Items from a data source
+-------+

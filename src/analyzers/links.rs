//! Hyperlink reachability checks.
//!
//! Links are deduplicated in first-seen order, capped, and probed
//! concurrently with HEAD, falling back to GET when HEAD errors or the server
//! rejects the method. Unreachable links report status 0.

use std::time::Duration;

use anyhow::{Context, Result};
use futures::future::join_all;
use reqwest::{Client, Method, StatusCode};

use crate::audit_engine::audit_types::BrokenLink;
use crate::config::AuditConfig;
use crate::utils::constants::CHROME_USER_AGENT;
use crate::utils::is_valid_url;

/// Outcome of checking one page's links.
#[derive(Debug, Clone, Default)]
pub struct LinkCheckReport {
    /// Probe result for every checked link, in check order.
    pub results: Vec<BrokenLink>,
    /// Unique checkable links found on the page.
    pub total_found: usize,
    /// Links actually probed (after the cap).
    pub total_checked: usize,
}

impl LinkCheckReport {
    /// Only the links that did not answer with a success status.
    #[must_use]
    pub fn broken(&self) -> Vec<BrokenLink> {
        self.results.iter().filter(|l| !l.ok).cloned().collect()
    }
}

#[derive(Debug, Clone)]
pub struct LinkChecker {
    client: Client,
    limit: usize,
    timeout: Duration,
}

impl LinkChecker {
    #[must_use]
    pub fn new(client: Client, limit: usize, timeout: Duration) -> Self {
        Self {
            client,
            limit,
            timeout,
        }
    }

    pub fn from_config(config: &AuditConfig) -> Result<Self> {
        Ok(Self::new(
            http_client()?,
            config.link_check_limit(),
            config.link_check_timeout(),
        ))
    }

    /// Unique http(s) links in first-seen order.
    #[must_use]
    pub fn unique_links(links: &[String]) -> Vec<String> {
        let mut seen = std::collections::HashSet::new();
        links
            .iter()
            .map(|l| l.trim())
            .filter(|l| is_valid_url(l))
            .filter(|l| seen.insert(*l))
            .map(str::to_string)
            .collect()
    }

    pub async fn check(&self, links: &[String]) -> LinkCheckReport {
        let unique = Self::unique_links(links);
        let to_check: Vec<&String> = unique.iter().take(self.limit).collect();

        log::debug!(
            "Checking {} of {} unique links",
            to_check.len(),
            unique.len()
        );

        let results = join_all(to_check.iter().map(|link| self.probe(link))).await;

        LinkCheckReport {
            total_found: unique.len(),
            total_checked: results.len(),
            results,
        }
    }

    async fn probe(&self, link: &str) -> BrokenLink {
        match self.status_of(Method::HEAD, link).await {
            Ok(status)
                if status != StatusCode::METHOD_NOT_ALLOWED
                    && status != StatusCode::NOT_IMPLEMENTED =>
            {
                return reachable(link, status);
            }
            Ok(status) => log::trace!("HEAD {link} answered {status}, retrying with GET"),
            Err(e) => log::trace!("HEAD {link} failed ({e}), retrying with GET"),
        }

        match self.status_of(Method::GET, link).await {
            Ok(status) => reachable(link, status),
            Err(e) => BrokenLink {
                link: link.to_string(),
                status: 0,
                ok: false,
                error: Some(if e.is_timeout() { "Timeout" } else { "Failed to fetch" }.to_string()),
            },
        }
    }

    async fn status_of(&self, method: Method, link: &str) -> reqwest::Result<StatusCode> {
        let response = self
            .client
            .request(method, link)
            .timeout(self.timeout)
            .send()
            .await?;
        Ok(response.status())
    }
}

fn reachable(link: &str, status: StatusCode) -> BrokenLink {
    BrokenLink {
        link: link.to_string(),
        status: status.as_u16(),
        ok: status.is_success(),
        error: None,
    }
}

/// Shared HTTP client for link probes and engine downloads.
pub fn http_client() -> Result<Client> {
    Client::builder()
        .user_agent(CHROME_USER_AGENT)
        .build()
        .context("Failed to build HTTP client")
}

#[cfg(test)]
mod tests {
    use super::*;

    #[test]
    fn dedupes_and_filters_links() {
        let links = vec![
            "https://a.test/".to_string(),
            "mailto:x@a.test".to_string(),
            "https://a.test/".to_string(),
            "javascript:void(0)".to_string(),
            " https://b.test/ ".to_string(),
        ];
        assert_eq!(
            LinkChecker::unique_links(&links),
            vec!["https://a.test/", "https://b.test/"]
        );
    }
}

+-------+

Each record shown above must be reproduced exactly.

filename src/analyzers/links.rs
//! Hyperlink reachability checks.
//!
//! Links are deduplicated in first-seen order, capped, and probed
//! concurrently with HEAD, falling back to GET when HEAD errors or the server
//! rejects the method. Unreachable links report status 0.

use std::time::Duration;

use anyhow::{Context, Result};
use futures::future::join_all;
use reqwest::{Client, Method, StatusCode};

use crate::audit_engine::audit_types::BrokenLink;
use crate::config::AuditConfig;
use crate::utils::constants::CHROME_USER_AGENT;
use crate::utils::is_valid_url;

/// Outcome of checking one page's links.
#[derive(Debug, Clone, Default)]
pub struct LinkCheckReport {
    /// Probe result for every checked link, in check order.
    pub results: Vec<BrokenLink>,
    /// Unique checkable links found on the page.
    pub total_found: usize,
    /// Links actually probed (after the cap).
    pub total_checked: usize,
}

impl LinkCheckReport {
    /// Only the links that did not answer with a success status.
    #[must_use]
    pub fn broken(&self) -> Vec<BrokenLink> {
        self.results.iter().filter(|l| !l.ok).cloned().collect()
    }
}

#[derive(Debug, Clone)]
pub struct LinkChecker {
    client: Client,
    limit: usize,
    timeout: Duration,
}

impl LinkChecker {
    #[must_use]
    pub fn new(client: Client, limit: usize, timeout: Duration) -> Self {
        Self {
            client,
            limit,
            timeout,
        }
    }

    pub fn from_config(config: &AuditConfig) -> Result<Self> {
        Ok(Self::new(
            http_client()?,
            config.link_check_limit(),
            config.link_check_timeout(),
        ))
    }

    /// Unique http(s) links in first-seen order.
    #[must_use]
    pub fn unique_links(links: &[String]) -> Vec<String> {
        let mut seen = std::collections::HashSet::new();
        links
            .iter()
            .map(|l| l.trim())
            .filter(|l| is_valid_url(l))
            .filter(|l| seen.insert(*l))
            .map(str::to_string)
            .collect()
    }

    pub async fn check(&self, links: &[String]) -> LinkCheckReport {
        let unique = Self::unique_links(links);
        let to_check: Vec<&String> = unique.iter().take(self.limit).collect();

        log::debug!(
            "Checking {} of {} unique links",
            to_check.len(),
            unique.len()
        );

        let results = join_all(to_check.iter().map(|link| self.probe(link))).await;

        LinkCheckReport {
            total_found: unique.len(),
            total_checked: results.len(),
            results,
        }
    }

    async fn probe(&self, link: &str) -> BrokenLink {
        match self.status_of(Method::HEAD, link).await {
            Ok(status)
                if status != StatusCode::METHOD_NOT_ALLOWED
                    && status != StatusCode::NOT_IMPLEMENTED =>
            {
                return reachable(link, status);
            }
            Ok(status) => log::trace!("HEAD {link} answered {status}, retrying with GET"),
            Err(e) => log::trace!("HEAD {link} failed ({e}), retrying with GET"),
        }

        match self.status_of(Method::GET, link).await {
            Ok(status) => reachable(link, status),
            Err(e) => BrokenLink {
                link: link.to_string(),
                status: 0,
                ok: false,
                error: Some(if e.is_timeout() { "Timeout" } else { "Failed to fetch" }.to_string()),
            },
        }
    }

    async fn status_of(&self, method: Method, link: &str) -> reqwest::Result<StatusCode> {
        let response = self
            .client
            .request(method, link)
            .timeout(self.timeout)
            .send()
            .await?;
        Ok(response.status())
    }
}

fn reachable(link: &str, status: StatusCode) -> BrokenLink {
    BrokenLink {
        link: link.to_string(),
        status: status.as_u16(),
        ok: status.is_success(),
        error: None,
    }
}

/// Shared HTTP client for link probes and engine downloads.
pub fn http_client() -> Result<Client> {
    Client::builder()
        .user_agent(CHROME_USER_AGENT)
        .build()
        .context("Failed to build HTTP client")
}

#[cfg(test)]
mod tests {
    use super::*;

    #[test]
    fn dedupes_and_filters_links() {
        let links = vec![
            "https://a.test/".to_string(),
            "mailto:x@a.test".to_string(),
            "https://a.test/".to_string(),
            "javascript:void(0)".to_string(),
            " https://b.test/ ".to_string(),
        ];
        assert_eq!(
            LinkChecker::unique_links(&links),
            vec!["https://a.test/", "https://b.test/"]
        );
    }
}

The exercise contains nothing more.